Segment Start: Input records
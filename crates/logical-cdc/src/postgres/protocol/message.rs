//! Streaming replication messages
//!
//! Payloads carried inside CopyData (`d`) frames once the connection is in
//! CopyBoth mode:
//!
//! - `k` primary keepalive (server → client)
//! - `w` XLogData (server → client), one `test_decoding` line per message
//! - `r` standby status update (client → server)
//!
//! Timestamps on the wire are microseconds since 2000-01-01 00:00:00 UTC.

use crate::common::{CdcError, Result, StatusPositions};
use bytes::{Buf, BufMut, Bytes, BytesMut};

/// Unix time of the PostgreSQL epoch (2000-01-01), in milliseconds.
const PG_EPOCH_UNIX_MILLIS: i64 = 946_684_800_000;

const KEEPALIVE_LEN: usize = 8 + 8 + 1;
const XLOG_HEADER_LEN: usize = 8 + 8 + 8;

/// A message received while streaming.
#[derive(Debug, Clone, PartialEq, Eq)]
pub enum ReplicationMessage {
    /// Primary keepalive
    Keepalive {
        /// Server's current end of WAL
        wal_end: u64,
        /// Server send time (PostgreSQL epoch micros)
        timestamp: i64,
        reply_requested: bool,
    },
    /// WAL data
    XLogData {
        /// Position of this message's data in the WAL
        wal_start: u64,
        wal_end: u64,
        /// Server send time (PostgreSQL epoch micros)
        timestamp: i64,
        data: Bytes,
    },
}

impl ReplicationMessage {
    /// Decode a CopyData payload.
    pub fn parse(mut payload: Bytes) -> Result<Self> {
        if !payload.has_remaining() {
            return Err(CdcError::replication("empty CopyData payload"));
        }

        match payload.get_u8() {
            b'k' => {
                if payload.remaining() < KEEPALIVE_LEN {
                    return Err(CdcError::replication("truncated keepalive message"));
                }
                Ok(Self::Keepalive {
                    wal_end: payload.get_u64(),
                    timestamp: payload.get_i64(),
                    reply_requested: payload.get_u8() == 1,
                })
            }
            b'w' => {
                if payload.remaining() < XLOG_HEADER_LEN {
                    return Err(CdcError::replication("truncated XLogData header"));
                }
                let wal_start = payload.get_u64();
                let wal_end = payload.get_u64();
                let timestamp = payload.get_i64();
                Ok(Self::XLogData {
                    wal_start,
                    wal_end,
                    timestamp,
                    data: payload,
                })
            }
            other => Err(CdcError::replication(format!(
                "unexpected streaming message type: {:?}",
                other as char
            ))),
        }
    }

    /// Highest WAL position this message proves the server has sent.
    pub fn position(&self) -> u64 {
        match self {
            Self::Keepalive { wal_end, .. } => *wal_end,
            Self::XLogData { wal_start, .. } => *wal_start,
        }
    }
}

/// Encode a standby status update (`r`) payload.
pub fn encode_status_update(status: StatusPositions, now_unix_millis: i64) -> Bytes {
    let mut payload = BytesMut::with_capacity(34);
    payload.put_u8(b'r');
    payload.put_u64(status.received);
    payload.put_u64(status.flushed);
    payload.put_u64(status.applied);
    payload.put_i64(unix_millis_to_pg_micros(now_unix_millis));
    // Do not request an immediate reply
    payload.put_u8(0);
    payload.freeze()
}

/// Convert a PostgreSQL-epoch microsecond timestamp to Unix milliseconds.
pub fn pg_micros_to_unix_millis(micros: i64) -> i64 {
    micros.div_euclid(1000) + PG_EPOCH_UNIX_MILLIS
}

/// Convert Unix milliseconds to a PostgreSQL-epoch microsecond timestamp.
pub fn unix_millis_to_pg_micros(millis: i64) -> i64 {
    (millis - PG_EPOCH_UNIX_MILLIS).saturating_mul(1000)
}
Segment End: Input records
■ **Required work**:
Beginning with the line that contains "(millis - PG_EPOCH_UNIX_MILLIS).saturating_mul(1000)" and ending with the last line of the data above, return those lines exactly and nothing else.

■ **Response**:
    (millis - PG_EPOCH_UNIX_MILLIS).saturating_mul(1000)
}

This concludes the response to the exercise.